It was the winter I stayed at Patlikuhl, my Tibetan boarding school in rural north India, a small, isolated school tucked in a narrow valley between the hills of Nagar. The nearby town had only one nameless road going through it. I say “stayed” but what I mean is I was left behind. My parents couldn’t come to get me because winter was their busiest season but they had entrusted a man who was coming to get his own children with the task of bringing me as well. Unfortunately there were two Tenzin Lhamos in Class Five. The man ended up taking the wrong girl home. My parents felt bad sending her back, so they kept her for the winter. It sounds crazy now but that sort of thing happened more often than you might think.
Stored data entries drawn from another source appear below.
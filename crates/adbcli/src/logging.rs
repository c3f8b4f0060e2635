use tracing_subscriber::EnvFilter;
use tracing_subscriber::fmt::writer::MakeWriterExt;

/// Diagnostics go to stderr; the menu owns stdout.
pub fn init_logging(verbosity: u8) {
    // 0 = warnings only, 1 (-v) = debug, 2+ (-vv) = trace
    let filter = match verbosity {
        0 => "warn",
        1 => "debug",
        _ => "trace",
    };

    let env_filter = EnvFilter::try_from_default_env().unwrap_or_else(|_| EnvFilter::new(filter));

    let stderr = std::io::stderr.with_max_level(tracing::Level::TRACE);

    tracing_subscriber::fmt()
        .with_env_filter(env_filter)
        .with_writer(stderr)
        .with_target(true)
        .with_level(true)
        .compact()
        .init();
}
use std::path::PathBuf;

use anyhow::{Context, Result, bail};
use clap::{ArgAction, Args, CommandFactory, Parser, Subcommand};
use clap_complete::{Shell, generate};

#[derive(Clone, Debug, Parser)]
#[command(name = "adb-cli", version = env!("CARGO_PKG_VERSION"), about, long_about = None, propagate_version = true)]
pub struct App {
    /// App root holding the tool cache and config.toml [default: ~/.adb_cli]
    #[arg(long, global = true, value_name = "DIR")]
    pub root: Option<PathBuf>,

    /// Configuration file [default: <root>/config.toml]
    #[arg(long, global = true, value_name = "FILE")]
    pub config: Option<PathBuf>,

    /// Increase log verbosity (-v debug, -vv trace)
    #[arg(short, long, global = true, action = ArgAction::Count)]
    pub verbose: u8,

    #[command(subcommand)]
    pub cmd: Option<Commands>,
}

#[derive(Clone, Debug, Subcommand)]
pub enum Commands {
    #[command(alias = "c", name = "completions", about = "Print shell completions")]
    Completions(CompletionsArg),
}

#[derive(Args, Clone, Debug)]
pub struct CompletionsArg {
    /// Shell to generate for; the login shell when omitted
    pub shell: Option<Shell>,
}

pub fn completions(arg: &CompletionsArg) -> Result<()> {
    let shell = match arg.shell {
        Some(s) => s,
        None => detect_shell()?,
    };
    let mut cmd = App::command();
    generate(shell, &mut cmd, "adb-cli", &mut std::io::stdout());
    Ok(())
}

fn detect_shell() -> Result<Shell> {
    let shell = query_shell::get_shell().with_context(|| "Failed to get shell")?;
    Ok(match shell {
        query_shell::Shell::Bash => Shell::Bash,
        query_shell::Shell::Elvish => Shell::Elvish,
        query_shell::Shell::Fish => Shell::Fish,
        query_shell::Shell::Powershell => Shell::PowerShell,
        query_shell::Shell::Zsh => Shell::Zsh,
        _ => bail!("no completions for the current shell; pass one explicitly"),
    })
}

#[cfg(test)]
mod tests {
    use super::*;

    #[test]
    fn command_is_consistent() {
        App::command().debug_assert();
    }

    #[test]
    fn no_subcommand_starts_the_menu() {
        let app = App::try_parse_from(["adb-cli"]).unwrap();
        assert!(app.cmd.is_none());
        assert_eq!(app.verbose, 0);
    }

    #[test]
    fn global_flags() {
        let app = App::try_parse_from(["adb-cli", "-vv", "--root", "/tmp/r", "--config", "/tmp/c.toml"]).unwrap();
        assert_eq!(app.verbose, 2);
        assert_eq!(app.root, Some(PathBuf::from("/tmp/r")));
        assert_eq!(app.config, Some(PathBuf::from("/tmp/c.toml")));
    }

    #[test]
    fn completions_take_a_shell() {
        let app = App::try_parse_from(["adb-cli", "completions", "zsh"]).unwrap();
        let Some(Commands::Completions(arg)) = app.cmd else {
            panic!("expected completions");
        };
        assert_eq!(arg.shell, Some(Shell::Zsh));
        assert!(App::try_parse_from(["adb-cli", "completions", "cmd.exe"]).is_err());
    }
}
So I stayed at school for the winter with all the orphans and other children whose parents were either in Tibet or were too poor to fetch their kids for the winter holidays.

It felt like the freest time of my life: no parents, no teachers, no prefects. We still had dorm mothers but we could ignore them. The old peon still rang the school bell but it had lost all its old tyranny. Breakfast, lunch, teatime, dinner was all the bell meant now. It became almost comforting. During term time, we woke up at 5:30 a.m., put on our uniforms, and made our beds quickly, making all four corners of the bed sharp with military precision. After breakfast, we cleaned the dorm, dusting and sweeping until it was time for our one-hour study period. After that we had morning assembly and then classes finally began for the day. But there was none of that in the winter. We woke up at a later hour, only cleaned the dorm once a week, and best of all, we turned on the TV whenever we wanted. Our dorm mother let us have the run of the place. That was the winter her oldest son was back home, released from the hospital because there was nothing more they could do for him. He wore a Kullu shawl over his kurta, like an Indian, and walked up and down the corridor, a silent specter of a man, getting gaunter and gaunter each week. He had the same vacant expression on his face every day. At night, we fell asleep to the sound of his coughing.
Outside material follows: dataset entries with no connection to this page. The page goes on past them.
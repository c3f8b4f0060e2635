//! Device listings and target selection.

use std::fmt;

use crate::bridge::argv;
use crate::error::Result;
use crate::session::Session;
use crate::ui;

/// Listing state token that marks a device ready for commands.
pub const READY_TOKEN: &str = "device";

#[derive(Debug, Clone, PartialEq, Eq)]
pub enum DeviceState {
    Ready,
    Unauthorized,
    Offline,
    Other(String),
}

impl DeviceState {
    pub fn from_token(token: &str) -> Self {
        match token {
            READY_TOKEN => DeviceState::Ready,
            "unauthorized" => DeviceState::Unauthorized,
            "offline" => DeviceState::Offline,
            other => DeviceState::Other(other.to_string()),
        }
    }
}

impl fmt::Display for DeviceState {
    fn fmt(&self, f: &mut fmt::Formatter<'_>) -> fmt::Result {
        match self {
            DeviceState::Ready => f.write_str(READY_TOKEN),
            DeviceState::Unauthorized => f.write_str("unauthorized"),
            DeviceState::Offline => f.write_str("offline"),
            DeviceState::Other(s) => f.write_str(s),
        }
    }
}

#[derive(Debug, Clone, PartialEq, Eq)]
pub struct DeviceRecord {
    pub serial: String,
    pub state: DeviceState,
    pub info: String,
}

impl DeviceRecord {
    pub fn is_ready(&self) -> bool {
        self.state == DeviceState::Ready
    }
}

/// Parse `adb devices [-l]` output.
///
/// The first line is the header and is always dropped, as are blank lines
/// and daemon banners starting with `*`.
pub fn parse_devices(stdout: &str) -> Vec<DeviceRecord> {
    stdout
        .lines()
        .skip(1)
        .map(str::trim)
        .filter(|line| !line.is_empty() && !line.starts_with('*'))
        .filter_map(parse_line)
        .collect()
}

fn parse_line(line: &str) -> Option<DeviceRecord> {
    let mut parts = line.splitn(2, char::is_whitespace);
    let serial = parts.next()?.to_string();
    let rest = parts.next().unwrap_or("").trim_start();
    let mut rest = rest.splitn(2, char::is_whitespace);
    let state = DeviceState::from_token(rest.next().unwrap_or(""));
    let info = rest.next().unwrap_or("").trim().to_string();
    Some(DeviceRecord {
        serial,
        state,
        info,
    })
}

/// Serials of ready devices, in listing order.
pub fn ready_serials(stdout: &str) -> Vec<String> {
    parse_devices(stdout)
        .into_iter()
        .filter(DeviceRecord::is_ready)
        .map(|d| d.serial)
        .collect()
}

/// Result of resolving a target device.
#[derive(Debug, Clone, PartialEq, Eq)]
pub enum Selection {
    Serial(String),
    /// No usable device; the reason is meant for the user.
    Unavailable(String),
}

/// 1-based pick from `serials`; anything unparseable or out of range
/// falls back to the first entry.
pub fn pick(serials: &[String], choice: &str) -> Option<String> {
    let index = choice
        .trim()
        .parse::<usize>()
        .ok()
        .filter(|n| (1..=serials.len()).contains(n))
        .map_or(0, |n| n - 1);
    serials.get(index).cloned()
}

/// Resolve one ready device, prompting only when several are attached.
pub fn select_one(session: &mut Session<'_>) -> Result<Selection> {
    let listing = session.bridge.run(&argv(["devices"]))?;
    if !listing.success() {
        return Ok(Selection::Unavailable(format!("Error: {}", listing.message())));
    }

    let serials = ready_serials(&listing.stdout);
    match serials.as_slice() {
        [] => Ok(Selection::Unavailable("No device available.".to_string())),
        [only] => Ok(Selection::Serial(only.clone())),
        _ => {
            session.terminal.show(&ui::enumerate(&serials))?;
            let choice = session.terminal.ask("Select device", Some("1"))?;
            let serial = pick(&serials, &choice).unwrap_or_else(|| serials[0].clone());
            tracing::debug!(%serial, choice = choice.trim(), "device selected");
            Ok(Selection::Serial(serial))
        }
    }
}
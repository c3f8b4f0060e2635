use std::io;
use std::path::PathBuf;

use thiserror::Error;

pub type Result<T> = std::result::Result<T, Error>;

/// Conditions that end an operation abnormally.
///
/// Everything else an operation can run into is folded into an
/// [`crate::Outcome`] where it is detected.
#[derive(Debug, Error)]
pub enum Error {
    #[error(
        "adb was not found. Install Android platform-tools manually and put adb on PATH or at {expected}"
    )]
    BridgeMissing { expected: PathBuf },

    #[error("cancelled by user")]
    Interrupted,

    #[error("terminal I/O failed: {0}")]
    Io(#[source] io::Error),
}

impl From<io::Error> for Error {
    fn from(e: io::Error) -> Self {
        match e.kind() {
            io::ErrorKind::Interrupted | io::ErrorKind::UnexpectedEof => Error::Interrupted,
            _ => Error::Io(e),
        }
    }
}

#[cfg(test)]
mod tests {
    use super::*;

    #[test]
    fn interrupt_kinds_map_to_interrupted() {
        let e: Error = io::Error::from(io::ErrorKind::Interrupted).into();
        assert!(matches!(e, Error::Interrupted));
        let e: Error = io::Error::from(io::ErrorKind::UnexpectedEof).into();
        assert!(matches!(e, Error::Interrupted));
        let e: Error = io::Error::from(io::ErrorKind::BrokenPipe).into();
        assert!(matches!(e, Error::Io(_)));
    }
}
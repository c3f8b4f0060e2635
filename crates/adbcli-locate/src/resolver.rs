//! Target resolver abstraction.
//!
//! A resolver maps a command name to an absolute path of an executable file,
//! or `None`. Resolvers never fail and have no side effects.

use std::collections::HashMap;
use std::path::{Path, PathBuf};

use adbcli_platform::os::Platform;

pub trait TargetResolver {
    fn resolve(&self, command: &str) -> Option<PathBuf>;
}

#[derive(Clone)]
pub struct PairResolver<R1, R2> {
    primary: R1,
    fallback: R2,
}

impl<R1, R2> PairResolver<R1, R2>
where
    R1: TargetResolver,
    R2: TargetResolver,
{
    pub fn new(primary: R1, fallback: R2) -> Self {
        Self { primary, fallback }
    }
}

impl<R1, R2> TargetResolver for PairResolver<R1, R2>
where
    R1: TargetResolver,
    R2: TargetResolver,
{
    fn resolve(&self, command: &str) -> Option<PathBuf> {
        self.primary
            .resolve(command)
            .or_else(|| self.fallback.resolve(command))
    }
}

/// Looks the command up on the process search path.
#[derive(Clone, Debug)]
pub struct SearchPathResolver {
    platform: Platform,
}

impl SearchPathResolver {
    pub fn new(platform: Platform) -> Self {
        Self { platform }
    }
}

impl TargetResolver for SearchPathResolver {
    fn resolve(&self, command: &str) -> Option<PathBuf> {
        let exe = self.platform.exe_name(command);
        which::which(&exe).ok().filter(|p| is_executable(p))
    }
}

/// Fixed per-command locations inside the cache directory.
#[derive(Clone, Debug, Default)]
pub struct CacheResolver {
    entries: HashMap<String, PathBuf>,
}

impl CacheResolver {
    pub fn new() -> Self {
        Self::default()
    }

    pub fn with_entry(mut self, command: impl Into<String>, path: impl Into<PathBuf>) -> Self {
        self.entries.insert(command.into(), path.into());
        self
    }
}

impl TargetResolver for CacheResolver {
    fn resolve(&self, command: &str) -> Option<PathBuf> {
        self.entries
            .get(command)
            .filter(|p| is_executable(p))
            .cloned()
    }
}

/// An existing regular file that the current user may execute.
pub fn is_executable(path: &Path) -> bool {
    let Ok(meta) = path.metadata() else {
        return false;
    };
    if !meta.is_file() {
        return false;
    }
    #[cfg(unix)]
    {
        use std::os::unix::fs::PermissionsExt;
        meta.permissions().mode() & 0o111 != 0
    }
    #[cfg(not(unix))]
    {
        true
    }
}

#[cfg(test)]
mod tests {
    use super::*;

    struct MockResolver(&'static str, Option<PathBuf>);

    impl TargetResolver for MockResolver {
        fn resolve(&self, command: &str) -> Option<PathBuf> {
            if command == self.0 {
                self.1.clone()
            } else {
                None
            }
        }
    }

    #[test]
    fn test_pair_resolver_fallback() {
        let primary = MockResolver("adb", Some(PathBuf::from("/usr/bin/adb")));
        let fallback = MockResolver("scrcpy", Some(PathBuf::from("/cache/scrcpy")));

        let resolver = PairResolver::new(primary, fallback);

        assert_eq!(resolver.resolve("adb"), Some(PathBuf::from("/usr/bin/adb")));
        assert_eq!(
            resolver.resolve("scrcpy"),
            Some(PathBuf::from("/cache/scrcpy"))
        );
        assert_eq!(resolver.resolve("fastboot"), None);
    }

    #[test]
    fn test_pair_resolver_primary_wins() {
        let primary = MockResolver("adb", Some(PathBuf::from("/first/adb")));
        let fallback = MockResolver("adb", Some(PathBuf::from("/second/adb")));
        let resolver = PairResolver::new(primary, fallback);
        assert_eq!(resolver.resolve("adb"), Some(PathBuf::from("/first/adb")));
    }

    #[test]
    fn test_cache_resolver_requires_existing_file() {
        let dir = tempfile::tempdir().unwrap();
        let missing = dir.path().join("platform-tools").join("adb");
        let resolver = CacheResolver::new().with_entry("adb", &missing);
        assert_eq!(resolver.resolve("adb"), None);
    }

    #[test]
    fn test_cache_resolver_rejects_directory() {
        let dir = tempfile::tempdir().unwrap();
        let resolver = CacheResolver::new().with_entry("adb", dir.path());
        assert_eq!(resolver.resolve("adb"), None);
    }

    #[cfg(unix)]
    #[test]
    fn test_cache_resolver_checks_mode() {
        use std::os::unix::fs::PermissionsExt;

        let dir = tempfile::tempdir().unwrap();
        let path = dir.path().join("adb");
        std::fs::write(&path, "#!/bin/sh\n").unwrap();
        std::fs::set_permissions(&path, std::fs::Permissions::from_mode(0o644)).unwrap();

        let resolver = CacheResolver::new().with_entry("adb", &path);
        assert_eq!(resolver.resolve("adb"), None);

        std::fs::set_permissions(&path, std::fs::Permissions::from_mode(0o755)).unwrap();
        assert_eq!(resolver.resolve("adb"), Some(path));
    }

    #[test]
    fn test_search_path_unknown_command() {
        let resolver = SearchPathResolver::new(adbcli_platform::os::detect());
        assert_eq!(resolver.resolve("adbcli_nonexistent_binary_12345"), None);
    }
}
//! HTTP downloading with a bounded timeout and atomic placement.
//!
//! The body is streamed into `<dest>.part` and renamed over `dest` only
//! once the transfer completed, so an abandoned download never leaves a
//! truncated file at the final path.

mod error;
mod fetcher;
mod progress;

pub use error::{Error, Result};
pub use fetcher::Fetcher;
pub use progress::ProgressTracker;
So we had all this free time, my friend Sherab and I. Sherab was in my class but it wasn’t at all inevitable that we would be best friends. After all, boys and girls weren’t really friends back then, but we were. We spent all our time with each other. We were only 11, we hadn’t hit puberty yet, and so it wasn’t weird then like it became later.

He was carefree and reckless, the kind of boy who always looked for a rule to break. He had an untamable cowlick on his forehead, which everyone said meant that he was going to grow up to be a troublemaker. The thing about Sherab was that he was very easygoing and eager to please once you were his friend. He had a natural kindness, and boarding school, which hardened many a softer person, never really stamped it out of him. For all his roughness, he could be surprisingly sensitive, which is why it was odd that he didn’t hold back that day when we went to Momo Pasang’s room.

I still remember the day clearly. We snuck out of the school to the bazaar. We made our way to the movie theater. Neither of us had any money, of course, but the theater in Patlikuhl had a strange custom where you could watch the trailers for free. In fact the trailers weren’t really trailers of new movies but extended clips of older movies, movies that had been out for a year or longer, that the theater showed to entertain the audience till showtime. Usually, they showed either the first half or the last half of a movie. There was one boy at school who had seen the first half of Mr. India 14 times without ever seeing the second half. Sherab preferred seeing the second half of films. He liked the last fights where the hero usually wears a leather jacket and rides a motorcycle and then dispatches any number of villains in grav­ity-defying maneuvers. I liked the first halves, though. I didn’t need to know the ending, because I could always imagine it. But I needed to see the beginning to understand how it all happened. Beginnings, I thought, were most important. You couldn’t begin to understand the end without knowing the beginning.